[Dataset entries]
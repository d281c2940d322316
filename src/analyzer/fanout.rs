//! Diff stream duplication.
//!
//! One forwarder thread writes the same `Arc<Diff>` to two bounded
//! outputs, so the leak and dependency stages each see the full stream.
//! When the source closes, both outputs close; a slow consumer exerts
//! backpressure on the source through the forwarder's blocking sends.

use std::thread::JoinHandle;

use crossbeam_channel::{bounded, select, Receiver};

/// Duplicate `input` into two channels of `capacity` each. The returned
/// handle joins the forwarder; it exits when the input closes, when both
/// outputs are dropped, or on shutdown.
pub(crate) fn duplicate<T: Clone + Send + 'static>(
    input: Receiver<T>,
    capacity: usize,
    dying: Receiver<()>,
) -> (Receiver<T>, Receiver<T>, JoinHandle<()>) {
    let (tx_a, rx_a) = bounded(capacity);
    let (tx_b, rx_b) = bounded(capacity);
    let handle = std::thread::spawn(move || loop {
        select! {
            recv(dying) -> _ => return,
            recv(input) -> item => match item {
                Ok(item) => {
                    if tx_a.send(item.clone()).is_err() || tx_b.send(item).is_err() {
                        return;
                    }
                }
                Err(_) => return,
            },
        }
    });
    (rx_a, rx_b, handle)
}

#[cfg(test)]
mod tests {
    use crossbeam_channel::{bounded as cb_bounded, unbounded};
    use std::time::Duration;

    use super::*;

    #[test]
    fn both_outputs_see_every_item() {
        let (tx, rx) = unbounded::<u32>();
        let (_dying_tx, dying_rx) = cb_bounded::<()>(0);
        let (a, b, handle) = duplicate(rx, 8, dying_rx);

        for i in 0..4 {
            tx.send(i).expect("send");
        }
        drop(tx);

        let got_a: Vec<u32> = a.iter().collect();
        let got_b: Vec<u32> = b.iter().collect();
        assert_eq!(got_a, vec![0, 1, 2, 3]);
        assert_eq!(got_b, vec![0, 1, 2, 3]);
        handle.join().expect("forwarder exits");
    }

    #[test]
    fn closing_the_source_closes_both_outputs() {
        let (tx, rx) = unbounded::<u32>();
        let (_dying_tx, dying_rx) = cb_bounded::<()>(0);
        let (a, b, handle) = duplicate(rx, 8, dying_rx);
        drop(tx);
        assert!(a.recv_timeout(Duration::from_secs(1)).is_err());
        assert!(b.recv_timeout(Duration::from_secs(1)).is_err());
        handle.join().expect("forwarder exits");
    }

    #[test]
    fn dropping_both_outputs_stops_the_forwarder() {
        let (tx, rx) = unbounded::<u32>();
        let (_dying_tx, dying_rx) = cb_bounded::<()>(0);
        let (a, b, handle) = duplicate(rx, 1, dying_rx);
        drop(a);
        drop(b);
        // Fill beyond capacity; the forwarder must notice the dead outputs.
        for i in 0..8 {
            let _ = tx.send(i);
        }
        handle.join().expect("forwarder exits");
    }
}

**Your goal**: Among the lines above, which ones include the word "capacity"? Copy them.

**Task solution**:
/// Duplicate `input` into two channels of `capacity` each. The returned
    capacity: usize,
    let (tx_a, rx_a) = bounded(capacity);
    let (tx_b, rx_b) = bounded(capacity);
        // Fill beyond capacity; the forwarder must notice the dead outputs.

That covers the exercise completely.